Abigail Klein Leichman
February 23, 2017

Amblyopia (“lazy eye”), a disorder affecting three to five percent of the general population, usually is treated by patching the stronger eye or blurring its vision with atropine drops, in order to force the brain to use images from the weaker eye.

Yet only 60% achieve normal vision, and 35% of those who improve eventually regress. Moreover, compliance is only around 50% since nobody – and especially children – enjoys using eyepatches or eye drops.

The Israeli company Medisim is working to commercialize a new approach, BinoVision video goggles, based on research showing that the brain can be stimulated to improve visual function. The sophisticated device presents separate and independent views of the same image to each eye.

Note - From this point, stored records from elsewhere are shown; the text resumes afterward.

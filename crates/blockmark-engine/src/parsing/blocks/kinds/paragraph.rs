/// Paragraph block type.
///
/// Paragraphs have no delimiters - they are the default leaf block when no
/// other rule matches. A paragraph line that would read back as something
/// else is written with a leading [`Paragraph::ESCAPE`], which the line
/// scanner removes again.
pub struct Paragraph;

impl Paragraph {
    pub const ESCAPE: char = '\\';

    /// Strip the escape from a line, given the grammar's test for lines that
    /// read back as plain text. Returns `None` for lines that are not escaped.
    pub fn unescape(line: &str, is_plain: impl Fn(&str) -> bool) -> Option<&str> {
        let rest = line
            .strip_prefix(Self::ESCAPE)
            .filter(|rest| !rest.trim().is_empty())?;
        (!is_plain(rest)).then_some(rest)
    }

    /// Write one line so it reads back verbatim.
    pub fn escape(line: &str, is_plain: impl Fn(&str) -> bool) -> String {
        if is_plain(line) {
            line.to_string()
        } else {
            format!("{}{line}", Self::ESCAPE)
        }
    }

    /// Paragraph lines in canonical shape: trailing whitespace removed, runs
    /// of blank lines collapsed and blank lines trimmed at both ends.
    pub fn lines(content: &str) -> Vec<&str> {
        let mut out: Vec<&str> = Vec::new();
        for line in content.split('\n').map(str::trim_end) {
            if line.is_empty() && out.last().is_none_or(|l| l.is_empty()) {
                continue;
            }
            out.push(line);
        }
        while out.last().is_some_and(|l| l.is_empty()) {
            out.pop();
        }
        out
    }
}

BinoVision streams a different presentation of the same image to each eye simultaneously. Photo: courtesy
BinoVision streams a different presentation of the same image to each eye simultaneously. Photo: courtesy

The high-tech goggles connect to any streaming video source, such as cable modem, laptop, game console or even smartphone, turning any content – movies, cartoons, games, music videos, TV shows – into a fun mode of therapy.

“Through the goggles, the image is clear or even enhanced in the amblyopic eye, while in the fellow [normal] eye the contrast and brightness is less than in the weaker eye,” explains BinoVision medical adviser Dr. Chaim Stolovitch, chief of the Pediatric Ophthalmology & Strabismus Unit at Tel Aviv Medical Center and its Dana Children’s Hospital.

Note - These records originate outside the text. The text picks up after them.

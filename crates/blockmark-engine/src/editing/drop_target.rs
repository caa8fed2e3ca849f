use crate::models::{BlockId, BlockList};

/// Vertical extent of one rendered block, in the caller's coordinate space.
#[derive(Debug, Clone, Copy, PartialEq)]
pub struct BlockRect {
    pub top: f64,
    pub bottom: f64,
}

impl BlockRect {
    pub fn new(top: f64, bottom: f64) -> Self {
        Self { top, bottom }
    }

    /// Distance from `y` to the nearer edge; zero when `y` is inside.
    pub fn distance(&self, y: f64) -> f64 {
        if y < self.top {
            self.top - y
        } else if y > self.bottom {
            y - self.bottom
        } else {
            0.0
        }
    }

    pub fn midpoint(&self) -> f64 {
        (self.top + self.bottom) / 2.0
    }
}

/// Insertion slot (`0..=rects.len()`) nearest to `pointer_y`.
///
/// The closest rect wins (first one on ties); the pointer in its upper half
/// means "before it", lower half "after it". Above every rect is slot 0,
/// below every rect is `rects.len()`.
pub fn nearest_slot(pointer_y: f64, rects: &[BlockRect]) -> usize {
    if rects.is_empty() {
        return 0;
    }
    let top = rects.iter().map(|r| r.top).fold(f64::INFINITY, f64::min);
    let bottom = rects.iter().map(|r| r.bottom).fold(f64::NEG_INFINITY, f64::max);
    if pointer_y < top {
        return 0;
    }
    if pointer_y > bottom {
        return rects.len();
    }

    let mut best = 0;
    let mut best_distance = f64::INFINITY;
    for (i, rect) in rects.iter().enumerate() {
        let distance = rect.distance(pointer_y);
        if distance < best_distance {
            best = i;
            best_distance = distance;
        }
    }

    if pointer_y < rects[best].midpoint() {
        best
    } else {
        best + 1
    }
}

impl BlockList {
    /// Resolve a drop position to the index `move_block` expects.
    ///
    /// `rects` are the extents of every rendered block except the dragged
    /// one, in list order. Above them all resolves to 0, below them all to
    /// the list length.
    pub fn resolve_drop_index(&self, pointer_y: f64, rects: &[BlockRect], dragged: BlockId) -> usize {
        let slot = nearest_slot(pointer_y, rects);
        match self.index_of(dragged) {
            Some(_) if slot >= rects.len() && !rects.is_empty() => self.len(),
            // slots past the dragged block skip over its own position
            Some(from) if slot > from => slot + 1,
            Some(_) => slot,
            None => {
                log::debug!("drop: dragged block {dragged} is not in the list");
                slot.min(self.len())
            }
        }
    }
}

One of the Tel Aviv study participants using BinoVision. Photo courtesy of Medisim
One of the Tel Aviv study participants using BinoVision. Photo courtesy of Medisim

BinoVision is actually fun, he says, so compliance was high among the four- to eight-year-olds participating in clinical trials at Tel Aviv Medical Center. The device has a logging feature enabling the physician to track compliance.

More than a quarter of the children even used the goggles for longer periods than required because they didn’t want to stop watching.

One hour a day

Last May, Stolovitch presented results of the controlled clinical study to doctors at the Association for Research in Vision and Ophthalmology conference in Seattle. The paper is soon to be published.

“We asked the children to use the BinoVision goggles 60 minutes a day – which could be split into two sessions of 30 minutes each — six days a week for three months. We evaluated their visual acuity every four weeks and asked the patients to come back for follow-up later to see if the improvement stayed,” Stolovich tells ISRAEL21c.

After 16 patients concluded the 12-week retreatment regimen, Stolovich’s team saw that improvement peaked at eight weeks and there was little if any change from eight to 12 weeks, so they tested three more patients for eight weeks only. A dozen patients returning after 36 weeks showed marginal and statistically insignificant regression.

Results in the entire group were better and faster than with patching or eye drops, Stolovich says. Patching for mild amblyopia is recommended for two hours per day, and up to six hours a day if it doesn’t improve.

Dr. Chaim Stolovitch in his office at Tel Aviv Medical Center. Photo by Abigail Klein Leichman
Dr. Chaim Stolovitch in his office at Tel Aviv Medical Center. Photo by Abigail Klein Leichman

“BinoVison is a very effective treatment that is passive, never boring, and requires no patching or game-playing skills,” says Stolovitch. “Improvement is fast with no adverse effects and has excellent compliance.”

Medisim VP Product Development Ilan Vadai tells ISRAEL21c that Medisim has recently applied for approval by the US Food and Drug Administration for BinoVision.

“Later this year we plan to ramp up to a bigger-scale study,” says Vadai, and a trial involving amblyopic adults also is planned.

Founded in 1995 and headquartered in Neve Ilan with subsidiaries in the United States and Hong Kong, Medisim develops, manufactures and markets medical devices for home and professional use with registered worldwide patents.

“I think BinoVision is the most advanced, promising treatment option for lazy eye,” says Stolovitch. “Nobody else has presented this kind of unit for home use.”

He hopes that in the future the same technology can be adapted to even younger children. In Israel, parents are encouraged to take babies to a pediatric ophthalmologist at six to eight months to check risk factors for amblyopia because early intervention can prevent lazy eye from developing. Once the condition develops, treatment usually begins at age four.